- _EXERCISE GOAL_
When you reach the line containing "use crate::repository::fixtures;" in the entries below, start writing out each line exactly, and stop after the line containing "placed on WALA".

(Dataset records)

+++++

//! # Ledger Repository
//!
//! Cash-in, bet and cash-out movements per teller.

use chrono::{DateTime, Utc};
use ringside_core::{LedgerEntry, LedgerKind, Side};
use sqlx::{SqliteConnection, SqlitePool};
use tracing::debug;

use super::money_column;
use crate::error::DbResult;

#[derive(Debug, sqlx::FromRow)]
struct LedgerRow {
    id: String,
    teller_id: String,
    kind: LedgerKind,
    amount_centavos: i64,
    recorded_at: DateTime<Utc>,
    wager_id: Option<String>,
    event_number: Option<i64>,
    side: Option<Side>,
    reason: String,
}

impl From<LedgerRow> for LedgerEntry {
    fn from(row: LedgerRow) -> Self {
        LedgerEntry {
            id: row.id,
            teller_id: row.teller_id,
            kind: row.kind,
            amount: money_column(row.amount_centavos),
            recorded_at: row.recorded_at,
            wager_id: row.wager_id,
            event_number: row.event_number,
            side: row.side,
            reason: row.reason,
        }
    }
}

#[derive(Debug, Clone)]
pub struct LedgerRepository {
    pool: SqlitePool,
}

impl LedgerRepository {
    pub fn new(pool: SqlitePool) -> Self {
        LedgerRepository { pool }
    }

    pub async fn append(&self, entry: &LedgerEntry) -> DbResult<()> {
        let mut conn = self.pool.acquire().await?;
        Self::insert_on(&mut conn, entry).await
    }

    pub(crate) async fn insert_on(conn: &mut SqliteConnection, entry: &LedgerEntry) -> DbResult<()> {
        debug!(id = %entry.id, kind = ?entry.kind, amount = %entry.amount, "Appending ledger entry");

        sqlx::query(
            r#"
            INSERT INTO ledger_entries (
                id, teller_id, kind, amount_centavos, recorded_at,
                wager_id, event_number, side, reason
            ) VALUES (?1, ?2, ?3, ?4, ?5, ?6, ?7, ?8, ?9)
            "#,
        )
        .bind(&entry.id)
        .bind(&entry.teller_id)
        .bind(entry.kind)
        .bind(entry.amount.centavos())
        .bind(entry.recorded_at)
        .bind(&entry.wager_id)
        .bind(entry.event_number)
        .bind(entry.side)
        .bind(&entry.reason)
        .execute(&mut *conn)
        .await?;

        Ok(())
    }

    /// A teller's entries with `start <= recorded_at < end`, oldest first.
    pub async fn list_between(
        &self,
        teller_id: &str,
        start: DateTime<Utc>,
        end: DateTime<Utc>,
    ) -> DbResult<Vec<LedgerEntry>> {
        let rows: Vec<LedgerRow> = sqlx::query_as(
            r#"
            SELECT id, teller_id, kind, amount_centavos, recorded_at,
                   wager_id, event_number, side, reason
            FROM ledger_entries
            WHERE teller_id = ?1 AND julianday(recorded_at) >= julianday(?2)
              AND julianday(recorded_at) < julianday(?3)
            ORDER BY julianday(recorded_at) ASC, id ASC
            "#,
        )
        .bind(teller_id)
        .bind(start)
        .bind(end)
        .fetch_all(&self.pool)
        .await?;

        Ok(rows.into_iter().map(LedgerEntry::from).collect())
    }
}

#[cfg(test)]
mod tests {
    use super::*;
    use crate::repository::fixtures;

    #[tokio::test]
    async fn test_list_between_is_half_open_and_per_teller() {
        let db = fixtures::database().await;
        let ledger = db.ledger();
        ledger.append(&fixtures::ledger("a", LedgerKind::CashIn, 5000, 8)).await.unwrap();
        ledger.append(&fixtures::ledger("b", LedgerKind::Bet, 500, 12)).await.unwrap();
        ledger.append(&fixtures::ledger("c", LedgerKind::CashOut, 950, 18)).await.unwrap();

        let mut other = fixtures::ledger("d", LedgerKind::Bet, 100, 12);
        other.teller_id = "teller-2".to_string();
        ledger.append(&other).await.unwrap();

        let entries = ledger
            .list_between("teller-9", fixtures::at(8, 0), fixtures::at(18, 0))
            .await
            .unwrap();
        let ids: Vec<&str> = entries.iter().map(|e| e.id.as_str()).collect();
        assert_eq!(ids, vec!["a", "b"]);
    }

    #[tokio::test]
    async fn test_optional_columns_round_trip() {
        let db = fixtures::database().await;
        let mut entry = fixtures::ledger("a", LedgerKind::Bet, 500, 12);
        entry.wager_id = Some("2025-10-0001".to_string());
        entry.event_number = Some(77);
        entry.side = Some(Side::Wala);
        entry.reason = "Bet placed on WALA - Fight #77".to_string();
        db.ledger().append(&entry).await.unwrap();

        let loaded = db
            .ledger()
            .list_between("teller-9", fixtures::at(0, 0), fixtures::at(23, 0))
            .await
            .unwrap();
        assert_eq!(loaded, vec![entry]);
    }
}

+++++

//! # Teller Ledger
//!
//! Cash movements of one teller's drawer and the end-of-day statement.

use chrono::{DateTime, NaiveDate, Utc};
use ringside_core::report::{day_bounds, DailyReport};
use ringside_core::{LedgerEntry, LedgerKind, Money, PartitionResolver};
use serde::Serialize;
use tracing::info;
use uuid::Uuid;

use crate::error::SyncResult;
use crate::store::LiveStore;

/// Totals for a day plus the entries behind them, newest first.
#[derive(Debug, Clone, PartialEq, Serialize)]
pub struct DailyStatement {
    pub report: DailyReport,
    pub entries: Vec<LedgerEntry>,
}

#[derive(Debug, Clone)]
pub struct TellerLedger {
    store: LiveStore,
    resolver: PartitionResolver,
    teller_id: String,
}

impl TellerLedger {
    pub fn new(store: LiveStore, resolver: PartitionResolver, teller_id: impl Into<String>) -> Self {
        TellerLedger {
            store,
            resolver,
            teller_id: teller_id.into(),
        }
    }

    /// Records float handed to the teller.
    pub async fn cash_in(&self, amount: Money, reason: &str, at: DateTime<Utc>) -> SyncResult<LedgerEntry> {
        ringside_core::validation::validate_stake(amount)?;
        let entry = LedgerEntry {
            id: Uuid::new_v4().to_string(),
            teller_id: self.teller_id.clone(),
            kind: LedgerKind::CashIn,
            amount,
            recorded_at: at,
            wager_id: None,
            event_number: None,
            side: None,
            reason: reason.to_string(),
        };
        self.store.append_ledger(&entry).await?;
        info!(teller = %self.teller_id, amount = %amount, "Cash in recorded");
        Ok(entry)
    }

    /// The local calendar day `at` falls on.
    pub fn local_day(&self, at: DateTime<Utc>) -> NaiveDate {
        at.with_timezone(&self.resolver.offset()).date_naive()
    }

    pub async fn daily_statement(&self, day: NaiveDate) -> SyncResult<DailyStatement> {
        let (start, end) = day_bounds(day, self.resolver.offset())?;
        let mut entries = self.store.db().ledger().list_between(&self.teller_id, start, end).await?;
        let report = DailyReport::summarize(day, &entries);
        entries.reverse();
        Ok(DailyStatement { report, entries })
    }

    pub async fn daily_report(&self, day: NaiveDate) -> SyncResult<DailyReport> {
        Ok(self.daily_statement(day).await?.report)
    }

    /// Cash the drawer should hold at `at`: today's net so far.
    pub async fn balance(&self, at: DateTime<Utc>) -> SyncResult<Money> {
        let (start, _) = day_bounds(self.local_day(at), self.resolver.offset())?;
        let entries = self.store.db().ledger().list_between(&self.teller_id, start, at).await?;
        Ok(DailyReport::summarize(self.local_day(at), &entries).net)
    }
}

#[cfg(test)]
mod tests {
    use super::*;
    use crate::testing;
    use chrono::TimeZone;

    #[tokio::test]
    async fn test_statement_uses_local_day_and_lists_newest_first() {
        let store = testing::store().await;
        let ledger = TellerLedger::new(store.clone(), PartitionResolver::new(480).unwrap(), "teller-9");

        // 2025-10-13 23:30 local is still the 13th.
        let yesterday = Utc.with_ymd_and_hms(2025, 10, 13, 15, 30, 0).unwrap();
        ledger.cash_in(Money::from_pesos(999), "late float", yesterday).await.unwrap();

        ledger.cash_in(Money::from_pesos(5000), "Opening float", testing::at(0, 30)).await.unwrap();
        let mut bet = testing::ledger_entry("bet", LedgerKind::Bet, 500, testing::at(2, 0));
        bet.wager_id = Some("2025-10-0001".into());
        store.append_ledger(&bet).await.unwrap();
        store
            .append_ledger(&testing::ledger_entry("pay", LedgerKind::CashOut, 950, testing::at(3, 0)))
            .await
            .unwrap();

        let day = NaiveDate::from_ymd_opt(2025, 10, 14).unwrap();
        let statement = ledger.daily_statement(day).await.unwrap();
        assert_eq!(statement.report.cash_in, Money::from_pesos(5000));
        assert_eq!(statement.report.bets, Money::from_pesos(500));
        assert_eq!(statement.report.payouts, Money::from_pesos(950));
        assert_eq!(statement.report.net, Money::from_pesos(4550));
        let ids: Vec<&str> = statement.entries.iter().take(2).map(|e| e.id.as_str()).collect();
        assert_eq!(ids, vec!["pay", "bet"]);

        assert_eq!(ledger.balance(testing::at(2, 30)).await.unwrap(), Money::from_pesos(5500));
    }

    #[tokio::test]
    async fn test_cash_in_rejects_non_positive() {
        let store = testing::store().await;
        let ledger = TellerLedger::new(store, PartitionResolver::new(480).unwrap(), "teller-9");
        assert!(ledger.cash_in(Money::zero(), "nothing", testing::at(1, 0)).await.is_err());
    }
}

+++++

- _EXERCISE RESPONSE_
    use crate::repository::fixtures;

    #[tokio::test]
    async fn test_list_between_is_half_open_and_per_teller() {
        let db = fixtures::database().await;
        let ledger = db.ledger();
        ledger.append(&fixtures::ledger("a", LedgerKind::CashIn, 5000, 8)).await.unwrap();
        ledger.append(&fixtures::ledger("b", LedgerKind::Bet, 500, 12)).await.unwrap();
        ledger.append(&fixtures::ledger("c", LedgerKind::CashOut, 950, 18)).await.unwrap();

        let mut other = fixtures::ledger("d", LedgerKind::Bet, 100, 12);
        other.teller_id = "teller-2".to_string();
        ledger.append(&other).await.unwrap();

        let entries = ledger
            .list_between("teller-9", fixtures::at(8, 0), fixtures::at(18, 0))
            .await
            .unwrap();
        let ids: Vec<&str> = entries.iter().map(|e| e.id.as_str()).collect();
        assert_eq!(ids, vec!["a", "b"]);
    }

    #[tokio::test]
    async fn test_optional_columns_round_trip() {
        let db = fixtures::database().await;
        let mut entry = fixtures::ledger("a", LedgerKind::Bet, 500, 12);
        entry.wager_id = Some("2025-10-0001".to_string());
        entry.event_number = Some(77);
        entry.side = Some(Side::Wala);
        entry.reason = "Bet placed on WALA - Fight #77".to_string();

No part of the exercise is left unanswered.